▶ EXERCISE GOAL:
Return the lines below exactly as they appear, please, starting with the first and ending with the one that contains "pub enum ConfigError".

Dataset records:
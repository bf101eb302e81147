//! Database module: entity models and SQL repositories.
//!
//! This module is split into two submodules:
//! - `model`: typed view models returned by repositories.
//! - `repo`: SQL-only functions that map rows into entities.
//!
//! External modules should import from `tunesync::db` — we re-export the
//! repository API and commonly used models for convenience.

pub mod model;
pub mod repo;

pub use repo::*;

pub use model::{PlaylistRow, TaskRef, TaskSpec, TrackFeatureRow};
//! Configuration loader and validator for the library-sync daemon.
use serde::{Deserialize, Serialize};
use std::fs;
use std::path::Path;
use thiserror::Error;

#[derive(Debug, Error)]
pub enum ConfigError {
    #[error("I/O error: {0}")]
    Io(#[from] std::io::Error),
    #[error("YAML parse error: {0}")]
    Parse(#[from] serde_yaml::Error),
    #[error("Invalid configuration: {0}")]
    Invalid(&'static str),
}

/// Root configuration struct mirroring the YAML schema exactly.
#[derive(Debug, Clone, Serialize, Deserialize, PartialEq, Eq)]
pub struct Config {
    pub app: App,
    pub catalog: Catalog,
    pub server: Server,
}

/// App-level settings.
#[derive(Debug, Clone, Serialize, Deserialize, PartialEq, Eq)]
pub struct App {
    pub data_dir: String,
    /// Number of queue workers to spawn.
    pub workers: u32,
    /// Fixed delay between page requests against the catalog API.
    pub page_delay_ms: u64,
    /// Settling delay before the completed-notification payload is re-read.
    pub settle_delay_ms: u64,
}

/// Remote catalog API settings.
#[derive(Debug, Clone, Serialize, Deserialize, PartialEq, Eq)]
pub struct Catalog {
    pub api_base: String,
    pub token_url: String,
    pub client_id: String,
    pub client_secret: String,
    pub page_size: u32,
}

/// Websocket/HTTP server settings.
#[derive(Debug, Clone, Serialize, Deserialize, PartialEq, Eq)]
pub struct Server {
    pub bind: String,
}

impl Config {
    /// Ensure required directories exist (creates `app.data_dir` if missing).
    pub fn ensure_dirs(&self) -> Result<(), std::io::Error> {
        if self.app.data_dir.trim().is_empty() {
            return Ok(());
        }
        fs::create_dir_all(&self.app.data_dir)
    }
}

/// Load configuration from a YAML file and validate it.
/// - If `path` is None, uses `config.yaml` in the current working directory.
pub fn load(path: Option<&Path>) -> Result<Config, ConfigError> {
    let path = path.unwrap_or_else(|| Path::new("config.yaml"));
    let content = fs::read_to_string(path)?;
    let cfg: Config = serde_yaml::from_str(&content)?;
    validate(&cfg)?;
    Ok(cfg)
}

/// Validate a configuration instance.
fn validate(cfg: &Config) -> Result<(), ConfigError> {
    if cfg.app.data_dir.trim().is_empty() {
        return Err(ConfigError::Invalid("app.data_dir must be non-empty"));
    }
    if cfg.app.workers == 0 {
        return Err(ConfigError::Invalid("app.workers must be > 0"));
    }
    if cfg.app.page_delay_ms == 0 {
        return Err(ConfigError::Invalid("app.page_delay_ms must be > 0"));
    }

    if cfg.catalog.api_base.trim().is_empty() {
        return Err(ConfigError::Invalid("catalog.api_base must be non-empty"));
    }
    if cfg.catalog.token_url.trim().is_empty() {
        return Err(ConfigError::Invalid("catalog.token_url must be non-empty"));
    }
    if cfg.catalog.client_id.trim().is_empty() {
        return Err(ConfigError::Invalid("catalog.client_id must be non-empty"));
    }
    if cfg.catalog.client_secret.trim().is_empty() {
        return Err(ConfigError::Invalid(
            "catalog.client_secret must be non-empty",
        ));
    }
    if cfg.catalog.page_size == 0 {
        return Err(ConfigError::Invalid("catalog.page_size must be > 0"));
    }

    if cfg.server.bind.trim().is_empty() {
        return Err(ConfigError::Invalid("server.bind must be non-empty"));
    }

    Ok(())
}

/// Example YAML shipped with the crate; also drives the config tests.
pub fn example() -> &'static str {
    r#"app:
  data_dir: "./data"
  workers: 4
  page_delay_ms: 1000
  settle_delay_ms: 200

catalog:
  api_base: "https://api.musiccatalog.example/v1/"
  token_url: "https://accounts.musiccatalog.example/api/token"
  client_id: "YOUR_CLIENT_ID"
  client_secret: "YOUR_CLIENT_SECRET"
  page_size: 50

server:
  bind: "127.0.0.1:8080"
"#
}
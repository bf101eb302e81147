//! tunesync: asynchronous library-synchronization pipeline.
//!
//! Three cooperating parts: a paginated, credential-aware catalog fetcher
//! (`catalog`), a dependency-ordered task pipeline over a shared queue
//! (`sync` + `worker` + `db`), and a notification relay with websocket
//! fan-out and acknowledgement tracking (`relay`).

pub mod catalog;
pub mod config;
pub mod credentials;
pub mod db;
pub mod error;
pub mod model;
pub mod relay;
pub mod sync;
pub mod worker;

pub use error::{SyncError, SyncResult};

▶ YOUR SOLUTION:
repository bf101eb302e81147
//! Database module: entity models and SQL repositories.
//!
//! This module is split into two submodules:
//! - `model`: typed view models returned by repositories.
//! - `repo`: SQL-only functions that map rows into entities.
//!
//! External modules should import from `tunesync::db` — we re-export the
//! repository API and commonly used models for convenience.

pub mod model;
pub mod repo;

pub use repo::*;

pub use model::{PlaylistRow, TaskRef, TaskSpec, TrackFeatureRow};
//! Configuration loader and validator for the library-sync daemon.
use serde::{Deserialize, Serialize};
use std::fs;
use std::path::Path;
use thiserror::Error;

#[derive(Debug, Error)]
pub enum ConfigError {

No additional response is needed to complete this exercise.